[Source records — start]
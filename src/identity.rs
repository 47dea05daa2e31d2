//! Two-way collection keyed both by identity and by logical equality.
//!
//! Every collection in the crate is an [`IdentitySet`]: a member is addressed by
//! its stable identity string (the handle users type on the command line) and
//! deduplicated by its equality key (what makes two members "the same thing").
//! Both indices live behind the same `insert`/`remove` pair so they cannot drift.

use indexmap::IndexMap;
use regex::Regex;
use std::collections::{HashMap, HashSet};
use std::fmt::Debug;
use std::hash::Hash;

use crate::error::{McloneError, Result};

/// An object that can live in an [`IdentitySet`].
pub trait Identified {
    /// Logical deduplication key, independent of identity
    type Key: Clone + Debug + Eq + Hash;

    /// Noun used in lookup error messages
    const KIND: &'static str;

    fn id(&self) -> &str;

    fn key(&self) -> Self::Key;

    /// Whether `self` may replace `current`, an equal member already in the set.
    fn supersedes(&self, _current: &Self) -> bool {
        true
    }
}

/// Insertion-ordered set with identity and equality indices.
#[derive(Debug, Clone)]
pub struct IdentitySet<T: Identified> {
    objects: IndexMap<String, T>,
    keys: HashMap<T::Key, String>,
    modified: bool,
}

impl<T: Identified> Default for IdentitySet<T> {
    fn default() -> Self {
        Self {
            objects: IndexMap::new(),
            keys: HashMap::new(),
            modified: false,
        }
    }
}

impl<T: Identified> IdentitySet<T> {
    pub fn new() -> Self {
        Self::default()
    }

    pub fn len(&self) -> usize {
        self.objects.len()
    }

    pub fn is_empty(&self) -> bool {
        self.objects.is_empty()
    }

    pub fn iter(&self) -> impl Iterator<Item = &T> {
        self.objects.values()
    }

    pub fn ids(&self) -> impl Iterator<Item = &str> {
        self.objects.keys().map(String::as_str)
    }

    /// Member with the given identity
    pub fn get(&self, id: &str) -> Option<&T> {
        self.objects.get(id)
    }

    /// Member considered equal to `obj`, whatever its identity
    pub fn get_equal(&self, obj: &T) -> Option<&T> {
        self.keys
            .get(&obj.key())
            .and_then(|id| self.objects.get(id))
    }

    pub fn contains_equal(&self, obj: &T) -> bool {
        self.keys.contains_key(&obj.key())
    }

    /// Insert `obj`, replacing the equal member if any.
    ///
    /// A new revision of a member (same identity, same key) keeps its position.
    /// Returns `false` (leaving the set untouched) when an equal member exists and
    /// `obj` does not supersede it.
    pub fn insert(&mut self, obj: T) -> bool {
        if let Some(current) = self.get_equal(&obj) {
            if !obj.supersedes(current) {
                return false;
            }
            if current.id() == obj.id() {
                self.objects.insert(obj.id().to_string(), obj);
                self.modified = true;
                return true;
            }
        }
        self.forget_key(&obj.key());
        // An identity clash with a logically different member must not leave a
        // dangling key behind.
        if let Some(clash) = self.objects.shift_remove(obj.id()) {
            self.keys.remove(&clash.key());
        }
        self.keys.insert(obj.key(), obj.id().to_string());
        self.objects.insert(obj.id().to_string(), obj);
        self.modified = true;
        true
    }

    /// Remove the member equal to `obj`; returns whether anything was removed.
    pub fn remove(&mut self, obj: &T) -> bool {
        let removed = self.forget_key(&obj.key()).is_some();
        if removed {
            self.modified = true;
        }
        removed
    }

    /// Insert every element of `objs`
    pub fn merge(&mut self, objs: impl IntoIterator<Item = T>) {
        for obj in objs {
            self.insert(obj);
        }
    }

    /// Identities (fully or partially) matching the regular expression `pattern`,
    /// in set order.
    pub fn resolve_pattern(&self, pattern: &str) -> Result<Vec<&str>> {
        let rx = Regex::new(pattern).map_err(|source| McloneError::InvalidPattern {
            pattern: pattern.to_string(),
            source,
        })?;
        Ok(self.ids().filter(|id| rx.is_match(id)).collect())
    }

    /// Resolve `pattern` to exactly one member.
    pub fn resolve(&self, pattern: &str) -> Result<&T> {
        match self.resolve_pattern(pattern)?.as_slice() {
            [] => Err(McloneError::NoMatch {
                kind: T::KIND,
                pattern: pattern.to_string(),
            }),
            [id] => self.get(id).ok_or_else(|| McloneError::NoMatch {
                kind: T::KIND,
                pattern: pattern.to_string(),
            }),
            _ => Err(McloneError::Ambiguous {
                kind: T::KIND,
                pattern: pattern.to_string(),
            }),
        }
    }

    /// Whether the set changed structurally since the last [`commit`](Self::commit)
    pub fn is_modified(&self) -> bool {
        self.modified
    }

    /// Acknowledge the current contents as persisted
    pub fn commit(&mut self) {
        self.modified = false;
    }

    /// Clean copy of the members satisfying `predicate`
    pub fn filtered(&self, predicate: impl Fn(&T) -> bool) -> Self
    where
        T: Clone,
    {
        let mut set = Self::new();
        set.merge(self.iter().filter(|obj| predicate(obj)).cloned());
        set.commit();
        set
    }

    fn forget_key(&mut self, key: &T::Key) -> Option<T> {
        let id = self.keys.remove(key)?;
        self.objects.shift_remove(&id)
    }
}

/// Two sets are equal when they hold the same logical members, whatever the
/// identities and bookkeeping behind them.
impl<T: Identified> PartialEq for IdentitySet<T> {
    fn eq(&self, other: &Self) -> bool {
        self.len() == other.len()
            && self.keys.keys().collect::<HashSet<_>>() == other.keys.keys().collect::<HashSet<_>>()
    }
}

impl<T: Identified> Eq for IdentitySet<T> {}

impl<T: Identified> FromIterator<T> for IdentitySet<T> {
    fn from_iter<I: IntoIterator<Item = T>>(iter: I) -> Self {
        let mut set = Self::new();
        set.merge(iter);
        set
    }
}

impl<'a, T: Identified> IntoIterator for &'a IdentitySet<T> {
    type Item = &'a T;
    type IntoIter = indexmap::map::Values<'a, String, T>;

    fn into_iter(self) -> Self::IntoIter {
        self.objects.values()
    }
}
[Source records — finish]
_Problem_
What you should produce is an exact retyping of every line above.

_Solution to the problem_
filename src/identity.rs
repository 47dea05daa2e31d2
//! Two-way collection keyed both by identity and by logical equality.
//!
//! Every collection in the crate is an [`IdentitySet`]: a member is addressed by
//! its stable identity string (the handle users type on the command line) and
//! deduplicated by its equality key (what makes two members "the same thing").
//! Both indices live behind the same `insert`/`remove` pair so they cannot drift.

use indexmap::IndexMap;
use regex::Regex;
use std::collections::{HashMap, HashSet};
use std::fmt::Debug;
use std::hash::Hash;

use crate::error::{McloneError, Result};

/// An object that can live in an [`IdentitySet`].
pub trait Identified {
    /// Logical deduplication key, independent of identity
    type Key: Clone + Debug + Eq + Hash;

    /// Noun used in lookup error messages
    const KIND: &'static str;

    fn id(&self) -> &str;

    fn key(&self) -> Self::Key;

    /// Whether `self` may replace `current`, an equal member already in the set.
    fn supersedes(&self, _current: &Self) -> bool {
        true
    }
}

/// Insertion-ordered set with identity and equality indices.
#[derive(Debug, Clone)]
pub struct IdentitySet<T: Identified> {
    objects: IndexMap<String, T>,
    keys: HashMap<T::Key, String>,
    modified: bool,
}

impl<T: Identified> Default for IdentitySet<T> {
    fn default() -> Self {
        Self {
            objects: IndexMap::new(),
            keys: HashMap::new(),
            modified: false,
        }
    }
}

impl<T: Identified> IdentitySet<T> {
    pub fn new() -> Self {
        Self::default()
    }

    pub fn len(&self) -> usize {
        self.objects.len()
    }

    pub fn is_empty(&self) -> bool {
        self.objects.is_empty()
    }

    pub fn iter(&self) -> impl Iterator<Item = &T> {
        self.objects.values()
    }

    pub fn ids(&self) -> impl Iterator<Item = &str> {
        self.objects.keys().map(String::as_str)
    }

    /// Member with the given identity
    pub fn get(&self, id: &str) -> Option<&T> {
        self.objects.get(id)
    }

    /// Member considered equal to `obj`, whatever its identity
    pub fn get_equal(&self, obj: &T) -> Option<&T> {
        self.keys
            .get(&obj.key())
            .and_then(|id| self.objects.get(id))
    }

    pub fn contains_equal(&self, obj: &T) -> bool {
        self.keys.contains_key(&obj.key())
    }

    /// Insert `obj`, replacing the equal member if any.
    ///
    /// A new revision of a member (same identity, same key) keeps its position.
    /// Returns `false` (leaving the set untouched) when an equal member exists and
    /// `obj` does not supersede it.
    pub fn insert(&mut self, obj: T) -> bool {
        if let Some(current) = self.get_equal(&obj) {
            if !obj.supersedes(current) {
                return false;
            }
            if current.id() == obj.id() {
                self.objects.insert(obj.id().to_string(), obj);
                self.modified = true;
                return true;
            }
        }
        self.forget_key(&obj.key());
        // An identity clash with a logically different member must not leave a
        // dangling key behind.
        if let Some(clash) = self.objects.shift_remove(obj.id()) {
            self.keys.remove(&clash.key());
        }
        self.keys.insert(obj.key(), obj.id().to_string());
        self.objects.insert(obj.id().to_string(), obj);
        self.modified = true;
        true
    }

    /// Remove the member equal to `obj`; returns whether anything was removed.
    pub fn remove(&mut self, obj: &T) -> bool {
        let removed = self.forget_key(&obj.key()).is_some();
        if removed {
            self.modified = true;
        }
        removed
    }

    /// Insert every element of `objs`
    pub fn merge(&mut self, objs: impl IntoIterator<Item = T>) {
        for obj in objs {
            self.insert(obj);
        }
    }

    /// Identities (fully or partially) matching the regular expression `pattern`,
    /// in set order.
    pub fn resolve_pattern(&self, pattern: &str) -> Result<Vec<&str>> {
        let rx = Regex::new(pattern).map_err(|source| McloneError::InvalidPattern {
            pattern: pattern.to_string(),
            source,
        })?;
        Ok(self.ids().filter(|id| rx.is_match(id)).collect())
    }

    /// Resolve `pattern` to exactly one member.
    pub fn resolve(&self, pattern: &str) -> Result<&T> {
        match self.resolve_pattern(pattern)?.as_slice() {
            [] => Err(McloneError::NoMatch {
                kind: T::KIND,
                pattern: pattern.to_string(),
            }),
            [id] => self.get(id).ok_or_else(|| McloneError::NoMatch {
                kind: T::KIND,
                pattern: pattern.to_string(),
            }),
            _ => Err(McloneError::Ambiguous {
                kind: T::KIND,
                pattern: pattern.to_string(),
            }),
        }
    }

    /// Whether the set changed structurally since the last [`commit`](Self::commit)
    pub fn is_modified(&self) -> bool {
        self.modified
    }

    /// Acknowledge the current contents as persisted
    pub fn commit(&mut self) {
        self.modified = false;
    }

    /// Clean copy of the members satisfying `predicate`
    pub fn filtered(&self, predicate: impl Fn(&T) -> bool) -> Self
    where
        T: Clone,
    {
        let mut set = Self::new();
        set.merge(self.iter().filter(|obj| predicate(obj)).cloned());
        set.commit();
        set
    }

    fn forget_key(&mut self, key: &T::Key) -> Option<T> {
        let id = self.keys.remove(key)?;
        self.objects.shift_remove(&id)
    }
}

/// Two sets are equal when they hold the same logical members, whatever the
/// identities and bookkeeping behind them.
impl<T: Identified> PartialEq for IdentitySet<T> {
    fn eq(&self, other: &Self) -> bool {
        self.len() == other.len()
            && self.keys.keys().collect::<HashSet<_>>() == other.keys.keys().collect::<HashSet<_>>()
    }
}

impl<T: Identified> Eq for IdentitySet<T> {}

impl<T: Identified> FromIterator<T> for IdentitySet<T> {
    fn from_iter<I: IntoIterator<Item = T>>(iter: I) -> Self {
        let mut set = Self::new();
        set.merge(iter);
        set
    }
}

impl<'a, T: Identified> IntoIterator for &'a IdentitySet<T> {
    type Item = &'a T;
    type IntoIter = indexmap::map::Values<'a, String, T>;

    fn into_iter(self) -> Self::IntoIter {
        self.objects.values()
    }
}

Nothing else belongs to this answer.